In his new role, Kelly can both reinforce and amplify the views of Secretary of Defense Jim Mattis as he oversees a Pentagon that has long worked to adapt to climate instability both at home and abroad. At his confirmation hearing, Mattis, who also retired from the Marines as a four-star general, called climate change a "driver of instability."

"Kelly hasn't come out and publicly talked about it, but his view is identical to Mattis," said Stephen Cheney, a retired brigadier general in the U.S. Marine Corps and a former colleague and close friend of Kelly's. "And I think that Kelly, if asked by the president, would offer that opinion and would be a supporter of what Mattis has said."

More importantly, Kelly is tightening control over the information that makes it to the president's desk, Cheney said. Trump, who has praised Kelly's leadership at the Department of Homeland Security and considers him a "tough guy," may be more inclined to consider the challenges posed by climate change through the lens of national security.

Under Kelly, Southcom "played a major role in the rollout of the climate change adaptation road map," said John Conger, who served as deputy undersecretary in the Pentagon comptroller's office and assistant secretary of defense for energy, installations and environment under President Barack Obama.

At Southcom, Kelly worked to mitigate security crises caused by extreme weather patterns in Central and South America and the Caribbean. His annual overviews argued that humanitarian assistance for natural disasters was crucial to stabilize the region, and he noted that mass migrations and transnational organized crime were often tied to these natural disasters.

"You can't operate in that region without being aware of how vulnerable these countries are and how climate change is affecting them," said Sherri Goodman, who, under President Bill Clinton, became the Pentagon's first deputy undersecretary of defense for environmental security. "Southcom [under Kelly] had been engaged in bolstering their security, because when they are threatened by rising sea levels and extreme weather it's harder to defend from other threats like narcotrafficking and migration flows."

U.S. military installations themselves are imperiled. Scientists estimate that rising sea levels threaten at least 128 U.S. military bases and installations, nine of which are major hubs for the U.S. Navy. Crucial waterfront installations are facing hundreds of floods a year, and some could be mostly submerged by 2100, according to a report from the Union of Concerned Scientists.

In June, Trump announced that he would withdraw the United States from the Paris climate accord, a move reportedly pushed by White House strategist Steve Bannon.
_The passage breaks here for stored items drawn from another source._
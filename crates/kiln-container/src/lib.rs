//! # kiln-container
//!
//! Ephemeral sandbox containers for the kiln execution service.
//! Provides a narrow runtime abstraction and its Docker implementation.
//!
//! ## Quick Start
//!
//! ```no_run
//! use kiln_container::{ContainerConfig, ContainerRuntime, DockerRuntime};
//!
//! # async fn example() -> kiln_container::Result<()> {
//! let runtime = DockerRuntime::connect()?;
//! runtime.ping().await?;
//!
//! let config = ContainerConfig::builder()
//!     .image("python:3.11-alpine")
//!     .command(["python", "/app/main.py"])
//!     .build()?;
//!
//! let id = runtime.create("kiln-example", &config).await?;
//! runtime.remove(&id).await?;
//! # Ok(())
//! # }
//! ```
//!
//! ## Isolation
//!
//! Every container is created with the same fixed limits, regardless of the
//! caller:
//!
//! - **Memory**: 128 MiB hard ceiling
//! - **CPU**: share weight 512
//! - **Network**: disabled (`none`)
//! - **Scratch**: `/tmp` tmpfs, `rw,noexec,nosuid,size=100m`
//! - **User**: `nobody`
//! - **Lifetime**: auto-removed on exit

mod config;
mod docker;
mod error;
mod runtime;

pub use config::{
    ContainerConfig, ContainerConfigBuilder, CPU_SHARES, MEMORY_LIMIT_BYTES, NETWORK_MODE,
    SANDBOX_USER, SCRATCH_MOUNT, SCRATCH_OPTIONS, WORKING_DIR,
};
pub use docker::DockerRuntime;
pub use error::{ContainerError, Result};
pub use runtime::{
    Attached, ContainerId, ContainerRuntime, ExitFuture, FrameStream, InputSink, OutputFrame,
};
Trump's pick to lead the Environmental Protection Agency, Scott Pruitt, has expressed skepticism about global warming and said during his confirmation hearings that it had leveled off, an assertion refuted by scientists.

But as chief of staff, Kelly, at a minimum, is expected to ensure the president hears from all sides on this issue and others.

"Kelly is going to make sure that the voices that need to be heard are heard," said Andrew Holland, director of studies and senior fellow for energy and climate at the nonpartisan policy organization American Security Project.

And his efforts on this topic may have more success than the much-publicized attempts of the president's daughter, which included sit-downs with Al Gore and Leonardo DiCaprio and enlisting Apple's Tim Cook to speak to her father. Ivanka Trump made climate change one of her signature issues, but her approach seemed to backfire.

"The military's view is 'who cares if there is a scientific debate, what's happening now is real … and we still have to plan for it,' " said Holland.